18.1. Dessa forma, dados os termos da decisão judicial obtida pela Consulente, que se limitou a afastar a incidência do ICMS sobre suas atividades meio, não tendo enfrentado a questão suscitada no questionamento ora em análise, permanece a obrigação de recolhimento do diferencial de alíquotas (DIFAL) para o Estado de São Paulo, em suas aquisições interestaduais com carga tributária inferior à incidente nas operações internas.

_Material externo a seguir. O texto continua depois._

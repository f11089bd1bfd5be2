//! The `describe -> validate -> execute -> parse` contract every tool
//! adapter implements.
//!
//! Adapters never retain state across runs and never correlate findings
//! across tools — both belong to `sf-engine`'s `result_collection` node.
//! This crate only defines the contract and the convenience `run()`
//! orchestration; `sf-adapters` provides the registry and the built-in
//! implementations.

pub mod cancellation;
pub mod context;
pub mod error;
pub mod event;

pub use cancellation::CancellationToken;
pub use context::{ExecutionContext, ExecutionDiagnostics, NativeOutput};
pub use error::{AdapterError, ValidationError};
pub use event::AdapterEvent;

use async_trait::async_trait;
use sf_schema::{CapabilityDescriptor, ScanRequest, UnifiedFinding};

/// Uniform interface over one external scanner.
///
/// `describe` must be pure: same output on every call, independent of any
/// prior `validate`/`execute`/`parse`.
#[async_trait]
pub trait Adapter: Send + Sync {
    /// Stable, side-effect-free self-description.
    fn describe(&self) -> CapabilityDescriptor;

    /// Reject anything violating `describe().input_requirements` before any
    /// process is launched.
    fn validate(&self, request: &ScanRequest) -> Result<(), ValidationError>;

    /// Invoke the backing tool. Honors `ctx`'s timeout, working directory,
    /// network allowance, and cancellation token.
    async fn execute(
        &self,
        request: &ScanRequest,
        ctx: &ExecutionContext,
    ) -> Result<NativeOutput, AdapterError>;

    /// Deterministic: identical input (including `finding_id`) on every call.
    fn parse(
        &self,
        native_output: &NativeOutput,
        request: &ScanRequest,
    ) -> Result<Vec<UnifiedFinding>, AdapterError>;

    /// `validate ⇒ execute ⇒ parse`, emitting `validated`/`executed`/`parsed`
    /// events for observability. Adapters get this for free;
    /// none of the built-ins override it.
    async fn run(
        &self,
        request: &ScanRequest,
        ctx: &ExecutionContext,
        on_event: &(dyn Fn(AdapterEvent) + Send + Sync),
    ) -> Result<Vec<UnifiedFinding>, AdapterError> {
        self.validate(request)?;
        on_event(AdapterEvent::Validated);

        let native_output = self.execute(request, ctx).await?;
        on_event(AdapterEvent::Executed {
            duration: native_output.diagnostics.duration,
            partial: native_output.partial,
        });

        let findings = self.parse(&native_output, request)?;
        on_event(AdapterEvent::Parsed {
            finding_count: findings.len(),
        });

        Ok(findings)
    }
}

#[cfg(test)]
mod tests {
    use super::*;
    use sf_schema::capability::{
        Category, ExecutionProfile, InputRequirements, OutputSchema, TargetKind,
    };
    use sf_schema::request::{ScanContext, ScanLimits, ScanOptions, ScanType, Target};
    use sf_core::types::ScanId;
    use std::collections::BTreeSet;
    use std::sync::Mutex;
    use std::time::Duration;

    struct EchoAdapter;

    #[async_trait]
    impl Adapter for EchoAdapter {
        fn describe(&self) -> CapabilityDescriptor {
            CapabilityDescriptor {
                tool_id: sf_core::types::ToolId::new("echo"),
                tool_name: "Echo".into(),
                tool_version: "0".into(),
                category: Category::Sast,
                vendor: "test".into(),
                description: "test adapter".into(),
                supported_languages: BTreeSet::new(),
                detection_types: BTreeSet::new(),
                cwe_coverage: BTreeSet::new(),
                input_requirements: InputRequirements {
                    requires_source: true,
                    requires_binary: false,
                    requires_running_app: false,
                    requires_manifest: false,
                    supported_vcs: BTreeSet::new(),
                    accepted_target_kinds: BTreeSet::from([TargetKind::LocalPath]),
                },
                output_schema: OutputSchema {
                    native_format: "text".into(),
                    expected_fields: vec![],
                },
                execution: ExecutionProfile {
                    default_timeout_secs: 5,
                    min_memory_mb: 1,
                    min_cpu_cores: 1,
                    requires_network: false,
                },
                metadata: sf_schema::capability::CapabilityMetadata {
                    license: "MIT".into(),
                    docs_url: None,
                    adapter_version: "1".into(),
                    registered_at: chrono::Utc::now(),
                },
            }
        }

        fn validate(&self, _request: &ScanRequest) -> Result<(), ValidationError> {
            Ok(())
        }

        async fn execute(
            &self,
            _request: &ScanRequest,
            _ctx: &ExecutionContext,
        ) -> Result<NativeOutput, AdapterError> {
            Ok(NativeOutput::text("ok".into(), ExecutionDiagnostics::default()))
        }

        fn parse(
            &self,
            _native_output: &NativeOutput,
            _request: &ScanRequest,
        ) -> Result<Vec<UnifiedFinding>, AdapterError> {
            Ok(vec![])
        }
    }

    fn request() -> ScanRequest {
        ScanRequest {
            scan_id: ScanId::new("scan-1"),
            target: Target::local_path("/tmp"),
            options: ScanOptions::default(),
            context: ScanContext {
                workflow_id: None,
                project_name: "p".into(),
                scan_type: ScanType::Full,
                triggered_by: "test".into(),
            },
            limits: ScanLimits::default(),
            network_allowed: false,
        }
    }

    #[tokio::test]
    async fn run_emits_all_three_stage_events_in_order() {
        let adapter = EchoAdapter;
        let ctx = ExecutionContext::new(
            std::path::PathBuf::from("/tmp"),
            Duration::from_secs(5),
            false,
            CancellationToken::new(),
        );
        let events: Mutex<Vec<&'static str>> = Mutex::new(Vec::new());
        let on_event = |event: AdapterEvent| {
            let label = match event {
                AdapterEvent::Validated => "validated",
                AdapterEvent::Executed { .. } => "executed",
                AdapterEvent::Parsed { .. } => "parsed",
            };
            events.lock().unwrap().push(label);
        };

        let result = adapter.run(&request(), &ctx, &on_event).await.unwrap();
        assert!(result.is_empty());
        assert_eq!(*events.lock().unwrap(), vec!["validated", "executed", "parsed"]);
    }
}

19. Observamos, ainda, que não há que se falar em aproveitamento de crédito referente às aquisições realizadas pela Consulente, tendo em vista que a saída subsequente não será tributada, sendo vedado o crédito nos termos do inciso II do § 3º do artigo 20 da LC 87/1996 (inciso III do artigo 66 do RICMS/2000), sendo certo que a Constituição Federal assegura a manutenção do crédito, em casos análogos, apenas quanto às exportações, conforme previsto expressamente na alínea "a" do inciso X do § 2º do artigo 155.

Nota:

A Resposta à Consulta Tributária aproveita ao consulente nos termos da legislação vigente. Deve-se atentar para eventuais alterações da legislação tributária.

Base Legal: Resposta à Consulta nº 28.798, de 16/04/2024.